▽

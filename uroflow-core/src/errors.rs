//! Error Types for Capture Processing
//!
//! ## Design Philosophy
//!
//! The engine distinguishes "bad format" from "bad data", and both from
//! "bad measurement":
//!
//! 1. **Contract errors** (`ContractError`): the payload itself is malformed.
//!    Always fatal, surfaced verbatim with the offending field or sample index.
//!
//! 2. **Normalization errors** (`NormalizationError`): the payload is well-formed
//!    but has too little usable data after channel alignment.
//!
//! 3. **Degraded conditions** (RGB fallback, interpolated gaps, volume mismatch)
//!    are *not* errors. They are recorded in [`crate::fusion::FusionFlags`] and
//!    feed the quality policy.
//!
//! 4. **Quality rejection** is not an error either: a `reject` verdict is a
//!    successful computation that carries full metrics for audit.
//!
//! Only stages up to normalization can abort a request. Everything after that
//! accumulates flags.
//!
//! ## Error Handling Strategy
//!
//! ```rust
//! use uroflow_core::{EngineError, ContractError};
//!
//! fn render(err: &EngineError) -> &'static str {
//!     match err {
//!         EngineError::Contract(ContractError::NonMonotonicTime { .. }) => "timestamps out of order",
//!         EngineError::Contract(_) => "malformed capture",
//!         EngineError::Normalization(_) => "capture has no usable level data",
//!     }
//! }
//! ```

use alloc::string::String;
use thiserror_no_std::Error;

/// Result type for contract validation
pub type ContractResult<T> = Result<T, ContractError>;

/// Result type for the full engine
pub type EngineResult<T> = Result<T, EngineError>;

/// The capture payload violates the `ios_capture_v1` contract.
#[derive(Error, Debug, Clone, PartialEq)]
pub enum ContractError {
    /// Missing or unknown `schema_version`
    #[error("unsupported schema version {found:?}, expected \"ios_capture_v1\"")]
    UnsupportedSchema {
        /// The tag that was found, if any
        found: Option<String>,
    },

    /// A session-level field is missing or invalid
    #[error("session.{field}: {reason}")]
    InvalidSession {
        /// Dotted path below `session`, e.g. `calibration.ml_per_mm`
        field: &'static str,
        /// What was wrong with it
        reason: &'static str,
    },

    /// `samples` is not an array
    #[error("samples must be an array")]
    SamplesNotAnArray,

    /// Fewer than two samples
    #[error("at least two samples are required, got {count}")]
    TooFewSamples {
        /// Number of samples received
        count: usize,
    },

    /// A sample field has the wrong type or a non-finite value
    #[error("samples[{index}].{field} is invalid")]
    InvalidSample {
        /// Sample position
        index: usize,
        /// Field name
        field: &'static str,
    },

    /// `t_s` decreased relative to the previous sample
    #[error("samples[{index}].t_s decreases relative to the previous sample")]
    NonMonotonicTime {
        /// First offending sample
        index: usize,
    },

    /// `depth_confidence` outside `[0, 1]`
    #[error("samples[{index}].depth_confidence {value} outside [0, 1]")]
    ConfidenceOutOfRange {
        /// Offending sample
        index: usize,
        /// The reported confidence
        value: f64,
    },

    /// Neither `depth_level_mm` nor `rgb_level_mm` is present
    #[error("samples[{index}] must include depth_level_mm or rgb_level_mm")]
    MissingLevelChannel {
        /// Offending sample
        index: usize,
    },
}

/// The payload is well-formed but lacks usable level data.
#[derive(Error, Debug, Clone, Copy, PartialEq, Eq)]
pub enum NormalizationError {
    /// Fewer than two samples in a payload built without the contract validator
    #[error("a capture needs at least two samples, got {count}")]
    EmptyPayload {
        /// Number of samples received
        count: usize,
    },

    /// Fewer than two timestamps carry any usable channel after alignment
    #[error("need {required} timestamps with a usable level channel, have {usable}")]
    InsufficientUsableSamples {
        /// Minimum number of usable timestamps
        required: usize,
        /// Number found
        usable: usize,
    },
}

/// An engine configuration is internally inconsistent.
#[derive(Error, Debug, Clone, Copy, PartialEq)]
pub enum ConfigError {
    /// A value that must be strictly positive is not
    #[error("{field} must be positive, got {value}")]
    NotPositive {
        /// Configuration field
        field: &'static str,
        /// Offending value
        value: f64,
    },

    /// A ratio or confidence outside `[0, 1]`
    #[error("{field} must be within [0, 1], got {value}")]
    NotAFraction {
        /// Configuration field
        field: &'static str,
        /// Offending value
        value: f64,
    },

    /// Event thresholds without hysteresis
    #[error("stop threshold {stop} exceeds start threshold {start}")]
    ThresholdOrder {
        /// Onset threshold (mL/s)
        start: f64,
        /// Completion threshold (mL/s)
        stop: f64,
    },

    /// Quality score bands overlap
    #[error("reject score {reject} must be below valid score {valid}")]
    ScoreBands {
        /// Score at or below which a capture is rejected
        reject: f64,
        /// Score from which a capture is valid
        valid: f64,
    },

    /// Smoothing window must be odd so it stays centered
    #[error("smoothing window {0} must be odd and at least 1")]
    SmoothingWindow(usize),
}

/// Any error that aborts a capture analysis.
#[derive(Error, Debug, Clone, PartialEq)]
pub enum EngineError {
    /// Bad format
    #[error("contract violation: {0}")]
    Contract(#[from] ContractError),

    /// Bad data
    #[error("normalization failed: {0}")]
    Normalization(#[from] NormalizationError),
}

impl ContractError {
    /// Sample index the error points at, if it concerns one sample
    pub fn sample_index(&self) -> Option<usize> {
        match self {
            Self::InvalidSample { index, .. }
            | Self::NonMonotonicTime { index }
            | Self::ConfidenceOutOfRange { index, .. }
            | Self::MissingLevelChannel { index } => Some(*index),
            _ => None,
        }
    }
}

△

◆ Exercise brief:
Nothing is to be left out, and every entry is to be transcribed exactly.

◆ The completed task:
filename uroflow-core/src/errors.rs
//! Error Types for Capture Processing
//!
//! ## Design Philosophy
//!
//! The engine distinguishes "bad format" from "bad data", and both from
//! "bad measurement":
//!
//! 1. **Contract errors** (`ContractError`): the payload itself is malformed.
//!    Always fatal, surfaced verbatim with the offending field or sample index.
//!
//! 2. **Normalization errors** (`NormalizationError`): the payload is well-formed
//!    but has too little usable data after channel alignment.
//!
//! 3. **Degraded conditions** (RGB fallback, interpolated gaps, volume mismatch)
//!    are *not* errors. They are recorded in [`crate::fusion::FusionFlags`] and
//!    feed the quality policy.
//!
//! 4. **Quality rejection** is not an error either: a `reject` verdict is a
//!    successful computation that carries full metrics for audit.
//!
//! Only stages up to normalization can abort a request. Everything after that
//! accumulates flags.
//!
//! ## Error Handling Strategy
//!
//! ```rust
//! use uroflow_core::{EngineError, ContractError};
//!
//! fn render(err: &EngineError) -> &'static str {
//!     match err {
//!         EngineError::Contract(ContractError::NonMonotonicTime { .. }) => "timestamps out of order",
//!         EngineError::Contract(_) => "malformed capture",
//!         EngineError::Normalization(_) => "capture has no usable level data",
//!     }
//! }
//! ```

use alloc::string::String;
use thiserror_no_std::Error;

/// Result type for contract validation
pub type ContractResult<T> = Result<T, ContractError>;

/// Result type for the full engine
pub type EngineResult<T> = Result<T, EngineError>;

/// The capture payload violates the `ios_capture_v1` contract.
#[derive(Error, Debug, Clone, PartialEq)]
pub enum ContractError {
    /// Missing or unknown `schema_version`
    #[error("unsupported schema version {found:?}, expected \"ios_capture_v1\"")]
    UnsupportedSchema {
        /// The tag that was found, if any
        found: Option<String>,
    },

    /// A session-level field is missing or invalid
    #[error("session.{field}: {reason}")]
    InvalidSession {
        /// Dotted path below `session`, e.g. `calibration.ml_per_mm`
        field: &'static str,
        /// What was wrong with it
        reason: &'static str,
    },

    /// `samples` is not an array
    #[error("samples must be an array")]
    SamplesNotAnArray,

    /// Fewer than two samples
    #[error("at least two samples are required, got {count}")]
    TooFewSamples {
        /// Number of samples received
        count: usize,
    },

    /// A sample field has the wrong type or a non-finite value
    #[error("samples[{index}].{field} is invalid")]
    InvalidSample {
        /// Sample position
        index: usize,
        /// Field name
        field: &'static str,
    },

    /// `t_s` decreased relative to the previous sample
    #[error("samples[{index}].t_s decreases relative to the previous sample")]
    NonMonotonicTime {
        /// First offending sample
        index: usize,
    },

    /// `depth_confidence` outside `[0, 1]`
    #[error("samples[{index}].depth_confidence {value} outside [0, 1]")]
    ConfidenceOutOfRange {
        /// Offending sample
        index: usize,
        /// The reported confidence
        value: f64,
    },

    /// Neither `depth_level_mm` nor `rgb_level_mm` is present
    #[error("samples[{index}] must include depth_level_mm or rgb_level_mm")]
    MissingLevelChannel {
        /// Offending sample
        index: usize,
    },
}

/// The payload is well-formed but lacks usable level data.
#[derive(Error, Debug, Clone, Copy, PartialEq, Eq)]
pub enum NormalizationError {
    /// Fewer than two samples in a payload built without the contract validator
    #[error("a capture needs at least two samples, got {count}")]
    EmptyPayload {
        /// Number of samples received
        count: usize,
    },

    /// Fewer than two timestamps carry any usable channel after alignment
    #[error("need {required} timestamps with a usable level channel, have {usable}")]
    InsufficientUsableSamples {
        /// Minimum number of usable timestamps
        required: usize,
        /// Number found
        usable: usize,
    },
}

/// An engine configuration is internally inconsistent.
#[derive(Error, Debug, Clone, Copy, PartialEq)]
pub enum ConfigError {
    /// A value that must be strictly positive is not
    #[error("{field} must be positive, got {value}")]
    NotPositive {
        /// Configuration field
        field: &'static str,
        /// Offending value
        value: f64,
    },

    /// A ratio or confidence outside `[0, 1]`
    #[error("{field} must be within [0, 1], got {value}")]
    NotAFraction {
        /// Configuration field
        field: &'static str,
        /// Offending value
        value: f64,
    },

    /// Event thresholds without hysteresis
    #[error("stop threshold {stop} exceeds start threshold {start}")]
    ThresholdOrder {
        /// Onset threshold (mL/s)
        start: f64,
        /// Completion threshold (mL/s)
        stop: f64,
    },

    /// Quality score bands overlap
    #[error("reject score {reject} must be below valid score {valid}")]
    ScoreBands {
        /// Score at or below which a capture is rejected
        reject: f64,
        /// Score from which a capture is valid
        valid: f64,
    },

    /// Smoothing window must be odd so it stays centered
    #[error("smoothing window {0} must be odd and at least 1")]
    SmoothingWindow(usize),
}

/// Any error that aborts a capture analysis.
#[derive(Error, Debug, Clone, PartialEq)]
pub enum EngineError {
    /// Bad format
    #[error("contract violation: {0}")]
    Contract(#[from] ContractError),

    /// Bad data
    #[error("normalization failed: {0}")]
    Normalization(#[from] NormalizationError),
}

impl ContractError {
    /// Sample index the error points at, if it concerns one sample
    pub fn sample_index(&self) -> Option<usize> {
        match self {
            Self::InvalidSample { index, .. }
            | Self::NonMonotonicTime { index }
            | Self::ConfidenceOutOfRange { index, .. }
            | Self::MissingLevelChannel { index } => Some(*index),
            _ => None,
        }
    }
}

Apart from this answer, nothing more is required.